The sad case of recent Deftones albums is the story around the work is more interesting than the work itself. Case in point is an unfortunate car accident that has left bassist Chi Cheng in a semi-conscious state (coincidentally, the band’s earliest riffs were born while guitarist Stephen Carpenter was in a wheelchair following a car accident in the mid-‘90s) after recording Eros, a full length the band decided to shelve before recording Diamond Eyes.

Or you could point to the label drama and rotating producer lineup of Saturday Night Wrist. Or the long period of no communication between singer Chino Moreno and Carpenter in the wake of their critical and commercial landmark White Pony, which ended up carrying over to their self-titled. The band always seemed to be on the verge of its own destruction.

As it stands, Diamond Eyes is a safe, simple record, full of riffs from the gut and with little self-reflection. Only a few surprises are sprinkled throughout the album, such as the cleverly syncopated ‘90s rap-rock-esque guitar riff in “CMND/CTRL,” and while the characteristics of the Deftones remain—drummer Abe Cunningham’s unique snare/hi-hat work, Moreno’s half-nasal phrases, screams and croaks, and Carpenter’s thick, octave-dependent guitar style—the songs are disappointingly passable. Underused turntablist Frank Delgado is only given time to shine on small sections, like “Prince,” with little room between the tree trunk sized open notes on songs such as the title track or lead single, “Rocket Skates.”

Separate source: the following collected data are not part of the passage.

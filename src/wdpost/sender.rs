// Copyright 2019-2026 ChainSafe Systems
// SPDX-License-Identifier: Apache-2.0, MIT

use std::sync::Arc;

use anyhow::{Context as _, bail};
use async_trait::async_trait;
use tracing::{debug, warn};

use crate::api::{ChainApi, MessageSendSpec};
use crate::chain::ApiTipsetKey;
use crate::miner::MinerInfo;
use crate::shim::{address::Address, econ::TokenAmount, message::Message};

/// Funds needed to cover the worst-case gas cost of `message`.
pub fn required_funds(message: &Message) -> TokenAmount {
    TokenAmount::from_atto(message.gas_fee_cap.atto() * message.gas_limit)
}

/// Policy picking the address that pays for a Window PoSt message.
#[async_trait]
pub trait AddressSelector: Send + Sync + 'static {
    async fn address_for(
        &self,
        api: &dyn ChainApi,
        info: &MinerInfo,
        min_funds: &TokenAmount,
    ) -> anyhow::Result<Address>;
}

/// Prefers the first control address holding at least `min_funds`, then the
/// worker.
#[derive(Clone, Copy, Debug, Default)]
pub struct ControlAddressSelector;

#[async_trait]
impl AddressSelector for ControlAddressSelector {
    async fn address_for(
        &self,
        api: &dyn ChainApi,
        info: &MinerInfo,
        min_funds: &TokenAmount,
    ) -> anyhow::Result<Address> {
        for addr in &info.control_addresses {
            match api.wallet_balance(addr).await {
                Ok(balance) if &balance >= min_funds => return Ok(*addr),
                Ok(balance) => {
                    debug!(%addr, %balance, %min_funds, "Control address has insufficient funds")
                }
                Err(e) => warn!(%addr, "Failed to get balance of control address: {e:#}"),
            }
        }

        let balance = api
            .wallet_balance(&info.worker)
            .await
            .context("getting worker balance")?;
        if &balance >= min_funds {
            return Ok(info.worker);
        }
        bail!(
            "no address with at least {min_funds} to send the message from, worker {} has {balance}",
            info.worker
        )
    }
}

/// Sets the `from` field of outgoing messages.
pub struct SenderSelector {
    api: Arc<dyn ChainApi>,
    selector: Arc<dyn AddressSelector>,
    actor: Address,
    worker: Address,
}

impl SenderSelector {
    pub fn new(
        api: Arc<dyn ChainApi>,
        selector: Arc<dyn AddressSelector>,
        actor: Address,
        worker: Address,
    ) -> Self {
        Self {
            api,
            selector,
            actor,
            worker,
        }
    }

    /// Picks the sender of `message`. Never fails: when the sender cannot be
    /// determined the worker address is used.
    pub async fn set_sender(&self, message: &mut Message, spec: &MessageSendSpec) {
        message.from = match self.select(message, spec).await {
            Ok(addr) => addr,
            Err(e) => {
                warn!(worker = %self.worker, "Falling back to the worker as message sender: {e:#}");
                self.worker
            }
        };
    }

    async fn select(&self, message: &Message, spec: &MessageSendSpec) -> anyhow::Result<Address> {
        let tsk = ApiTipsetKey::heaviest();
        let info = self
            .api
            .state_miner_info(&self.actor, &tsk)
            .await
            .context("getting miner info")?;
        let estimated = self
            .api
            .gas_estimate_message_gas(message, spec, &tsk)
            .await
            .context("estimating message gas")?;

        let min_funds = required_funds(&estimated) + &estimated.value;
        self.selector
            .address_for(self.api.as_ref(), &info, &min_funds)
            .await
            .context("selecting sender address")
    }
}
// Copyright 2019-2026 ChainSafe Systems
// SPDX-License-Identifier: Apache-2.0, MIT

//! Window PoSt submission for a Filecoin storage provider.
//!
//! Once per deadline [`wdpost::WindowPoStScheduler::do_post`] proves the
//! sectors assigned to the deadline and, in the background, declares faults
//! and recoveries for the deadline two windows ahead. The node is reached
//! through the traits in [`api`].

pub mod api;
pub mod chain;
pub mod config;
pub mod logger;
pub mod metrics;
pub mod miner;
pub mod shim;
#[cfg(test)]
mod test_utils;
pub mod wdpost;
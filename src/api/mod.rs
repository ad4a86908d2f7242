// Copyright 2019-2026 ChainSafe Systems
// SPDX-License-Identifier: Apache-2.0, MIT

//! Capabilities the scheduler consumes from the rest of the node.
//!
//! The method names follow the full node API they are usually backed by
//! (`Filecoin.StateMinerSectors`, `Filecoin.MpoolPushMessage`, ...).

use async_trait::async_trait;
use cid::Cid;

use crate::chain::{ApiTipsetKey, TipsetKey};
use crate::miner::{MinerInfo, Partition, SectorOnChainInfo};
use crate::shim::{
    ActorID,
    address::Address,
    clock::ChainEpoch,
    crypto::DomainSeparationTag,
    econ::TokenAmount,
    error::ExitCode,
    message::Message,
    randomness::Randomness,
    sector::{PoStProof, RegisteredSealProof, SectorID, SectorInfo, SectorSet},
};

/// Limits applied when a message is pushed to the message pool.
#[derive(Clone, Debug, Default, PartialEq, Eq)]
pub struct MessageSendSpec {
    /// Upper bound of `gas_fee_cap * gas_limit` the pool may set.
    pub max_fee: TokenAmount,
}

/// Receipt of an executed message.
#[derive(Clone, Debug, PartialEq, Eq)]
pub struct MessageReceipt {
    pub exit_code: ExitCode,
    pub gas_used: u64,
}

/// Result of waiting for a message to be included on chain.
#[derive(Clone, Debug, PartialEq, Eq)]
pub struct MessageLookup {
    pub message: Cid,
    pub receipt: MessageReceipt,
    pub tipset: TipsetKey,
    pub height: ChainEpoch,
}

/// Chain reads and message pool writes.
#[async_trait]
pub trait ChainApi: Send + Sync + 'static {
    /// Partitions of a deadline of the miner, in partition index order.
    async fn state_miner_partitions(
        &self,
        miner: &Address,
        deadline: u64,
        tsk: &ApiTipsetKey,
    ) -> anyhow::Result<Vec<Partition>>;

    /// On-chain info of the sectors in `filter` that exist. Unknown sectors
    /// are omitted.
    async fn state_miner_sectors(
        &self,
        miner: &Address,
        filter: &SectorSet,
        tsk: &ApiTipsetKey,
    ) -> anyhow::Result<Vec<SectorOnChainInfo>>;

    async fn state_miner_info(
        &self,
        miner: &Address,
        tsk: &ApiTipsetKey,
    ) -> anyhow::Result<MinerInfo>;

    async fn wallet_balance(&self, address: &Address) -> anyhow::Result<TokenAmount>;

    async fn chain_get_randomness_from_beacon(
        &self,
        tsk: &ApiTipsetKey,
        tag: DomainSeparationTag,
        epoch: ChainEpoch,
        entropy: &[u8],
    ) -> anyhow::Result<Randomness>;

    async fn chain_get_randomness_from_tickets(
        &self,
        tsk: &ApiTipsetKey,
        tag: DomainSeparationTag,
        epoch: ChainEpoch,
        entropy: &[u8],
    ) -> anyhow::Result<Randomness>;

    /// Returns `message` with gas limit, fee cap and premium filled in.
    async fn gas_estimate_message_gas(
        &self,
        message: &Message,
        spec: &MessageSendSpec,
        tsk: &ApiTipsetKey,
    ) -> anyhow::Result<Message>;

    /// Assigns a nonce, signs and pushes `message`, returning its CID.
    async fn mpool_push_message(
        &self,
        message: Message,
        spec: &MessageSendSpec,
    ) -> anyhow::Result<Cid>;

    /// Blocks until the message has been on chain for `confidence` epochs.
    async fn state_wait_msg(&self, message: Cid, confidence: i64)
    -> anyhow::Result<MessageLookup>;
}

/// Storage-side checks of whether sectors can currently be proven.
#[async_trait]
pub trait FaultTracker: Send + Sync + 'static {
    /// Returns the subset of `sectors` that can *not* be proven.
    async fn check_provable(
        &self,
        proof_type: RegisteredSealProof,
        sectors: &[SectorID],
    ) -> anyhow::Result<Vec<SectorID>>;
}

/// The Window PoSt proving engine.
#[async_trait]
pub trait WindowPoStProver: Send + Sync + 'static {
    /// Generates proofs over `sectors`, returning the proofs and the sectors the
    /// engine had to skip. An empty proof list is never a success.
    async fn generate_window_post(
        &self,
        miner: ActorID,
        sectors: &[SectorInfo],
        randomness: &Randomness,
    ) -> anyhow::Result<(Vec<PoStProof>, Vec<SectorID>)>;
}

If anything, Diamond Eyes shows that the Deftones can, when they try, put out a reasonably good record to tour behind and support in short order, and keep some of their longtime fans even back from the Adrenaline days happy. But for those who are still waiting for the California rockers to push the boundaries of the alt-metal scene further in the vein of White Pony or continue to experiment will be once again let down.